Pour revenir aux ouvrages des Chinois un peu rares, ils réussissent principalement dans les grotesques et dans la représentation des animaux : les ouvriers font des canards et des tortues qui flottent sur l’eau. J’ai vu un chat peint au naturel ; on avait mis dans sa tête une petite lampe, dont la flamme formait les deux yeux, et l’on m’assura que pendant la nuit les rats en étaient épouvantés.

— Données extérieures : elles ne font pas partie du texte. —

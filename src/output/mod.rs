//! Output formatting module.
//!
//! Provides formatters for plain text, JSON, and CSV output of scan results.

mod csv_format;
mod json_format;
mod plain;

pub use csv_format::{write_csv_header, write_csv_row};
pub use json_format::{result_json, summary_json};
pub use plain::{
    format_result_row, print_error, print_info, print_scan_header, print_summary, print_table_header,
    print_warning,
};

use serde::{Deserialize, Serialize};
use std::fmt;

/// Output format for results.
#[derive(Debug, Clone, Copy, PartialEq, Eq, Default, Serialize, Deserialize, clap::ValueEnum)]
#[serde(rename_all = "lowercase")]
pub enum OutputFormat {
    /// Human-readable plain text
    #[default]
    Plain,
    /// One JSON object per line
    Json,
    /// CSV rows with a header line
    Csv,
}

impl fmt::Display for OutputFormat {
    fn fmt(&self, f: &mut fmt::Formatter<'_>) -> fmt::Result {
        match self {
            Self::Plain => write!(f, "plain"),
            Self::Json => write!(f, "json"),
            Self::Csv => write!(f, "csv"),
        }
    }
}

On fait encore ici beaucoup de statues de Kouan in (c’est une déesse célèbre dans toute la Chine). On la représente tenant un enfant entre ses bras, et elle est invoquée par les femmes stériles, qui veulent avoir des enfants. Elle peut être comparée aux statues antiques que nous avons de Venus, et de Diane, avec cette différence que les statues de Kouan in sont très modestes.

Il y a une autre espèce de porcelaine, dont l’exécution est très difficile, et qui par là devient fort rare. Le corps de cette porcelaine est extrêmement délié, et la surface en est très unie au dedans, et au dehors : cependant on y voit des moulures gravées, un tour de fleurs, par exemple, et d’autres ornements semblables. Voici de quelle manière on la travaille : au sortir de dessus la roue on l’applique sur un moule, où sont des gravures qui s’y impriment en dedans : en dehors on la rend la plus fine, et la plus déliée qu’il est possible, en la travaillant au tour avec le ciseau ; après quoi on lui donne l’huile, et on la cuit dans le fourneau ordinaire.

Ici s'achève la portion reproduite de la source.